■ Your objective: The answer must be every line below that contains the string "derive".

Dataset entries
__________

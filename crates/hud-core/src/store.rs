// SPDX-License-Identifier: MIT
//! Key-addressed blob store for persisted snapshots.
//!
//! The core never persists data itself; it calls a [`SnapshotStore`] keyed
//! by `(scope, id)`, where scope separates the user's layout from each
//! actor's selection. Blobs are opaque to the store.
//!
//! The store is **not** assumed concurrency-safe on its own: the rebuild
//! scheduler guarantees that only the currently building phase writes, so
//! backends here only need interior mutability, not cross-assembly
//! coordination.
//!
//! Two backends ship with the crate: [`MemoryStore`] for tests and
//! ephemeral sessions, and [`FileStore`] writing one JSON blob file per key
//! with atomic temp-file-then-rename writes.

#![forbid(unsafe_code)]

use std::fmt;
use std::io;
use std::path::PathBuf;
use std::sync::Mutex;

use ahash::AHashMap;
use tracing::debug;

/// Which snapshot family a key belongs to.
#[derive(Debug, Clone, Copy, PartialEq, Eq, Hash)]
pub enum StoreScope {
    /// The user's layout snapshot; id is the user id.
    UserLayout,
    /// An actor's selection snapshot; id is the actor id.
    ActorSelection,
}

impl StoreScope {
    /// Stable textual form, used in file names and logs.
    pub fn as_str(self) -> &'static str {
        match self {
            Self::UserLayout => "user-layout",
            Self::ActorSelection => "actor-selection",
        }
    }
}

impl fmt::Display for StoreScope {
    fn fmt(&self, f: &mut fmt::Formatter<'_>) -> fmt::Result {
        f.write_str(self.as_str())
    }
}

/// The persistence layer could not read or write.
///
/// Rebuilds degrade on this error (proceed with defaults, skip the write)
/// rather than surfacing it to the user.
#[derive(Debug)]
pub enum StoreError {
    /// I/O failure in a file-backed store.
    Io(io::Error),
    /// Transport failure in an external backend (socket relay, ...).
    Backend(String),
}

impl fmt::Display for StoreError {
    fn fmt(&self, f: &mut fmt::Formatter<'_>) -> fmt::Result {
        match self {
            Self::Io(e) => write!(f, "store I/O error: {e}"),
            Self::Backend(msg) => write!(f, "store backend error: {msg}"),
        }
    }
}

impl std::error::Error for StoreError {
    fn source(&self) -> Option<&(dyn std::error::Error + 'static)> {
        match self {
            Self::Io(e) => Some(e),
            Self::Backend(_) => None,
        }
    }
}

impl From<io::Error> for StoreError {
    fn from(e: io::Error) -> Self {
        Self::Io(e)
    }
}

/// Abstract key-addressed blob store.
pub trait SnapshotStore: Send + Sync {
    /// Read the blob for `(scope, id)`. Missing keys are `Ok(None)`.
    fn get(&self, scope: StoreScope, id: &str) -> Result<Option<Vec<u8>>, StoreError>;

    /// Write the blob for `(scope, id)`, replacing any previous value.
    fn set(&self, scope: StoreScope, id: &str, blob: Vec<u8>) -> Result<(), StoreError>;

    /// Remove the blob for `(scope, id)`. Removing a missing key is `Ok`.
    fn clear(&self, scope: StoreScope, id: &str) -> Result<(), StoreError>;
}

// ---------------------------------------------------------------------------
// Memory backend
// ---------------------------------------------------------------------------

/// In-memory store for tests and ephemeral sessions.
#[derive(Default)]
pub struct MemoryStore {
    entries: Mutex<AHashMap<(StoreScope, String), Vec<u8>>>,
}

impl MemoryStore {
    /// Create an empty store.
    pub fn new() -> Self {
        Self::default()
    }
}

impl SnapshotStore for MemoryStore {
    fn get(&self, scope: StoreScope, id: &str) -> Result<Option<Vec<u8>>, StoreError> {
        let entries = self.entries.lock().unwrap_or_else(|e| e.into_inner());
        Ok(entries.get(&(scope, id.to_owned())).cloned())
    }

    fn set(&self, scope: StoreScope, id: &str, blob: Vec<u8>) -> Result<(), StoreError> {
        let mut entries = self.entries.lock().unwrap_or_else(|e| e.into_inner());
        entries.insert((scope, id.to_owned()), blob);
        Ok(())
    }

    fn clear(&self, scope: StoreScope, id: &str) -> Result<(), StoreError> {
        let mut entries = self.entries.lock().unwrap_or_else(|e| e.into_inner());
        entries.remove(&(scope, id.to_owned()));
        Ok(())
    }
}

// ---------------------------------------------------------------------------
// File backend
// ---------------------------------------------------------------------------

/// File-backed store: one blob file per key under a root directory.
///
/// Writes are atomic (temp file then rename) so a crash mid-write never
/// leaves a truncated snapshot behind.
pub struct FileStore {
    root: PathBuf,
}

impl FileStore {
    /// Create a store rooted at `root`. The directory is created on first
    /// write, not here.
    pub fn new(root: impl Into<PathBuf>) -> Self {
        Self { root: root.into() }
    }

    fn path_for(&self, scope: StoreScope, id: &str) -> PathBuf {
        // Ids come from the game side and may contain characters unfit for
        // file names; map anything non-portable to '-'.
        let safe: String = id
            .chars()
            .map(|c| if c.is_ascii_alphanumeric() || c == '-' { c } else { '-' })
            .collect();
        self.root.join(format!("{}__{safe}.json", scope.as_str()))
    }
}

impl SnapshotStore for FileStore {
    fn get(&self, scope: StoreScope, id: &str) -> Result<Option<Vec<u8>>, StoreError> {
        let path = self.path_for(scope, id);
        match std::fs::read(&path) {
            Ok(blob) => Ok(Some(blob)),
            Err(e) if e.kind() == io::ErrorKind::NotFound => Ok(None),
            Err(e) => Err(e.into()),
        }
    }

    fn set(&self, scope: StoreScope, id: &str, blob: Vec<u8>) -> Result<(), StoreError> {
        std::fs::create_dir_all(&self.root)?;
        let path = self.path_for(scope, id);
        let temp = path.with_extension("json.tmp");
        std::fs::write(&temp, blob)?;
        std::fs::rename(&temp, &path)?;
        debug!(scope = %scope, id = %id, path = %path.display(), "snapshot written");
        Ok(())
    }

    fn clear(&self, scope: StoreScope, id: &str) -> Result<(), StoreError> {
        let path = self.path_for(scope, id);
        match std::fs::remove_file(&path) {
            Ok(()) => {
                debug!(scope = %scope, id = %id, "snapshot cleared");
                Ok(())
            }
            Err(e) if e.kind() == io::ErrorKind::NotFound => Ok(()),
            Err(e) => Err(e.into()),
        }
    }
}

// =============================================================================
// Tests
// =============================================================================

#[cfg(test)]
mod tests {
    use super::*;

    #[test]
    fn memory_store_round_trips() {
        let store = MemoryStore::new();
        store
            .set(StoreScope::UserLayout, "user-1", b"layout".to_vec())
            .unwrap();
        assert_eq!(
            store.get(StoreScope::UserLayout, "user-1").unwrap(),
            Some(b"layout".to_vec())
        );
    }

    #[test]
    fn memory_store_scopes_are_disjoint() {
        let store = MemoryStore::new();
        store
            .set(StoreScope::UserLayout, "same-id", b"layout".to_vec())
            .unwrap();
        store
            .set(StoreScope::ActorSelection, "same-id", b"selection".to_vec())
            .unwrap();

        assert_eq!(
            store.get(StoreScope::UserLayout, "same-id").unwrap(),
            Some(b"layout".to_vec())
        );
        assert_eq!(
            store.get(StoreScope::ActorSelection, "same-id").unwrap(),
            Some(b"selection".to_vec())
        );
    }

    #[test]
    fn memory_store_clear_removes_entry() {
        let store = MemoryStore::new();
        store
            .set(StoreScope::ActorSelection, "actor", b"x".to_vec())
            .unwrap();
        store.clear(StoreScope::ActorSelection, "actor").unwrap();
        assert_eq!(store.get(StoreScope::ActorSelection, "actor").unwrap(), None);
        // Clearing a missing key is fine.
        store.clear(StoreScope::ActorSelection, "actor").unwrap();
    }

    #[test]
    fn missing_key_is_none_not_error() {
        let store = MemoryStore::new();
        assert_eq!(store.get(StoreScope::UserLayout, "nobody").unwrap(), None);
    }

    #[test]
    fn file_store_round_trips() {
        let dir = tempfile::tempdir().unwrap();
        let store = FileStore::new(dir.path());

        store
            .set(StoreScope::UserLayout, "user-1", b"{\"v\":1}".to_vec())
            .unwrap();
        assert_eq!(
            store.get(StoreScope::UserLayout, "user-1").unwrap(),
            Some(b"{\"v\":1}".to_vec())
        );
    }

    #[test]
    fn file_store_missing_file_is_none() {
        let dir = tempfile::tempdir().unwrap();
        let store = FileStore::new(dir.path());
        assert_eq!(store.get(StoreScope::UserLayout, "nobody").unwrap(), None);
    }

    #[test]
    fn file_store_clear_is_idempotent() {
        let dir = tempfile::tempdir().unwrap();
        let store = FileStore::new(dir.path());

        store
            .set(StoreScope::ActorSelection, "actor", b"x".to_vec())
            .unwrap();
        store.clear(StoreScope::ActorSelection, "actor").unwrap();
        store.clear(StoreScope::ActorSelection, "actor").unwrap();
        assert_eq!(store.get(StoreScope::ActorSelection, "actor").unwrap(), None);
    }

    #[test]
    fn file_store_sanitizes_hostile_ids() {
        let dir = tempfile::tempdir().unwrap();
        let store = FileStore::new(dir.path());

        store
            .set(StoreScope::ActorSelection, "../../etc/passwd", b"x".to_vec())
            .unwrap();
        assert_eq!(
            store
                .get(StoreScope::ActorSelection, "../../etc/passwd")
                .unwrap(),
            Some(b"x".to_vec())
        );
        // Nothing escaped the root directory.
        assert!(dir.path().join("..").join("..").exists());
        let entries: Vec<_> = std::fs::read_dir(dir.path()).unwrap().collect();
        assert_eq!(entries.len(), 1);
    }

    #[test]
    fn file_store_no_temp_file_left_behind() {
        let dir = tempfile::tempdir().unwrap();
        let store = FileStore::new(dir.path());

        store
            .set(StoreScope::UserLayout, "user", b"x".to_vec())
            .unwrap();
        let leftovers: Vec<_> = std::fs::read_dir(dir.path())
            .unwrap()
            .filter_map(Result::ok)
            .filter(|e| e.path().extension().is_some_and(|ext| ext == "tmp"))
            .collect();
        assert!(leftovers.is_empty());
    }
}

__________

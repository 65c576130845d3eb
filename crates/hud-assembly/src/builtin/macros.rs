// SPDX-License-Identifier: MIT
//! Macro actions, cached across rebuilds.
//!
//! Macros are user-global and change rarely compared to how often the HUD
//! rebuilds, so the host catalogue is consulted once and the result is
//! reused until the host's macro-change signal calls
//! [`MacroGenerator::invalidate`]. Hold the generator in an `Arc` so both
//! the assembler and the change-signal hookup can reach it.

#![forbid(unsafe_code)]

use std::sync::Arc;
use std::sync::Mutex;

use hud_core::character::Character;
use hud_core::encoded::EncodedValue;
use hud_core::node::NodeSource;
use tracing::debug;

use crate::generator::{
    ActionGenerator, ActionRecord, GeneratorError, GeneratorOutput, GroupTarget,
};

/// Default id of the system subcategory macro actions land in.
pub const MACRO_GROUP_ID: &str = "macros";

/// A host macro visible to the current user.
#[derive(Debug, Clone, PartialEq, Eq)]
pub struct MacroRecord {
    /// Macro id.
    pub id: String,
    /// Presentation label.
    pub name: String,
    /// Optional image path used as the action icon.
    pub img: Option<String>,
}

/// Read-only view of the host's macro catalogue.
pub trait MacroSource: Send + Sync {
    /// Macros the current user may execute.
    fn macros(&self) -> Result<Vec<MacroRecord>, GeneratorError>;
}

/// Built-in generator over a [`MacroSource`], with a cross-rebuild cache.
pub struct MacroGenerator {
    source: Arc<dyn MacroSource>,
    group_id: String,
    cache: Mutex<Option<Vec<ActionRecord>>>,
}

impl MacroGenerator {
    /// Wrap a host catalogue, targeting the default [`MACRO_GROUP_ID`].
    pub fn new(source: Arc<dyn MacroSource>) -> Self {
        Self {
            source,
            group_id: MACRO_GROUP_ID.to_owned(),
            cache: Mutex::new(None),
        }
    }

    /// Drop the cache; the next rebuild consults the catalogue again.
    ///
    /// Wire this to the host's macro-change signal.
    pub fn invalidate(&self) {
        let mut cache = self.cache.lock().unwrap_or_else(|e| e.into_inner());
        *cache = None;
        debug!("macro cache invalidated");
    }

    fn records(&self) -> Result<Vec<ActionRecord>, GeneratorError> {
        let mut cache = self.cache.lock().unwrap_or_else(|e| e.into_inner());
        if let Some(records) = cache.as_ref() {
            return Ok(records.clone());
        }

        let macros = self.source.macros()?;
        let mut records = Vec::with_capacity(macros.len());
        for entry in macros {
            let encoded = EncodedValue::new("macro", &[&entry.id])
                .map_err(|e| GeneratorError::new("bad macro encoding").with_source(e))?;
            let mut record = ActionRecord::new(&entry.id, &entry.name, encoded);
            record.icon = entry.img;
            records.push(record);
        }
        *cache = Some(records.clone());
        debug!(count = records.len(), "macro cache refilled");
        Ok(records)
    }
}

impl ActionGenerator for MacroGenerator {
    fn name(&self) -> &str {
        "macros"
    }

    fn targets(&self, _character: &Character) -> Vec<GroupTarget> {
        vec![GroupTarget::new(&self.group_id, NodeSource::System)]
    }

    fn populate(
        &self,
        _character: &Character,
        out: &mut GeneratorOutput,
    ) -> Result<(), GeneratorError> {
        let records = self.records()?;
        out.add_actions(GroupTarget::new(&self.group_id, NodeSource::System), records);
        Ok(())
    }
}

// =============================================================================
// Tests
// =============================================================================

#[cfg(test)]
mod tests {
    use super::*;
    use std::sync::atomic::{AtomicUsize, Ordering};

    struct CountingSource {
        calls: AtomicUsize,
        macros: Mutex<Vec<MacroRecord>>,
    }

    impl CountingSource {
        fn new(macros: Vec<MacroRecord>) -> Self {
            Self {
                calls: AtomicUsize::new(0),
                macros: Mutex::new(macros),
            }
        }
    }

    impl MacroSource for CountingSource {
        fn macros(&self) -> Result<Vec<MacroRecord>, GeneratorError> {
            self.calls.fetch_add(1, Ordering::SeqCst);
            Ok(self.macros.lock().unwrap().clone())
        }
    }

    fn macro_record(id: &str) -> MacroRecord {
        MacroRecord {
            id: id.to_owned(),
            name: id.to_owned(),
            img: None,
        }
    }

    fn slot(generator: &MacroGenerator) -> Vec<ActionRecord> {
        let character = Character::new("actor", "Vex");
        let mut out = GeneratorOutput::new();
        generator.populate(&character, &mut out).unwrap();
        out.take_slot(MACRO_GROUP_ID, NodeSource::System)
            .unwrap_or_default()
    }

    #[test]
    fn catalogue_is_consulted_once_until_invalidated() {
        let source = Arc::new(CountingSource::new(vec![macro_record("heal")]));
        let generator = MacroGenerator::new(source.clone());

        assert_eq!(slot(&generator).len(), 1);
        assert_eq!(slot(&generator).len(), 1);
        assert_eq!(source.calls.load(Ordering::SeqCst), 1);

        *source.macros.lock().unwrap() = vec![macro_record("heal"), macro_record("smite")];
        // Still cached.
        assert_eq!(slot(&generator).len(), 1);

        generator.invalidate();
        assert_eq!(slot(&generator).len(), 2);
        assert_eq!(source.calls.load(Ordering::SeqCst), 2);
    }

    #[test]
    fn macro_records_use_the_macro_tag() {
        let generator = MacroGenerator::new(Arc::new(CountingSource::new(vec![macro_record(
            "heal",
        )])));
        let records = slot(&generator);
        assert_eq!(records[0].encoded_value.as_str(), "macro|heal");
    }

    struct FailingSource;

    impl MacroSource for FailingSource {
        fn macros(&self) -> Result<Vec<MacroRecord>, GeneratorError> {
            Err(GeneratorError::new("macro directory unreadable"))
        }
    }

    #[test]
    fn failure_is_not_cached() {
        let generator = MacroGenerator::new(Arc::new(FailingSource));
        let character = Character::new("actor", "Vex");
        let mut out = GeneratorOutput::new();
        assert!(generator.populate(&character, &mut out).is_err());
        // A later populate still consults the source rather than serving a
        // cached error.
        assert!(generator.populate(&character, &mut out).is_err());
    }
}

__________

■ Task result:
#[derive(Debug, Clone, Copy, PartialEq, Eq, Hash)]
#[derive(Debug)]
#[derive(Default)]
#[derive(Debug, Clone, PartialEq, Eq)]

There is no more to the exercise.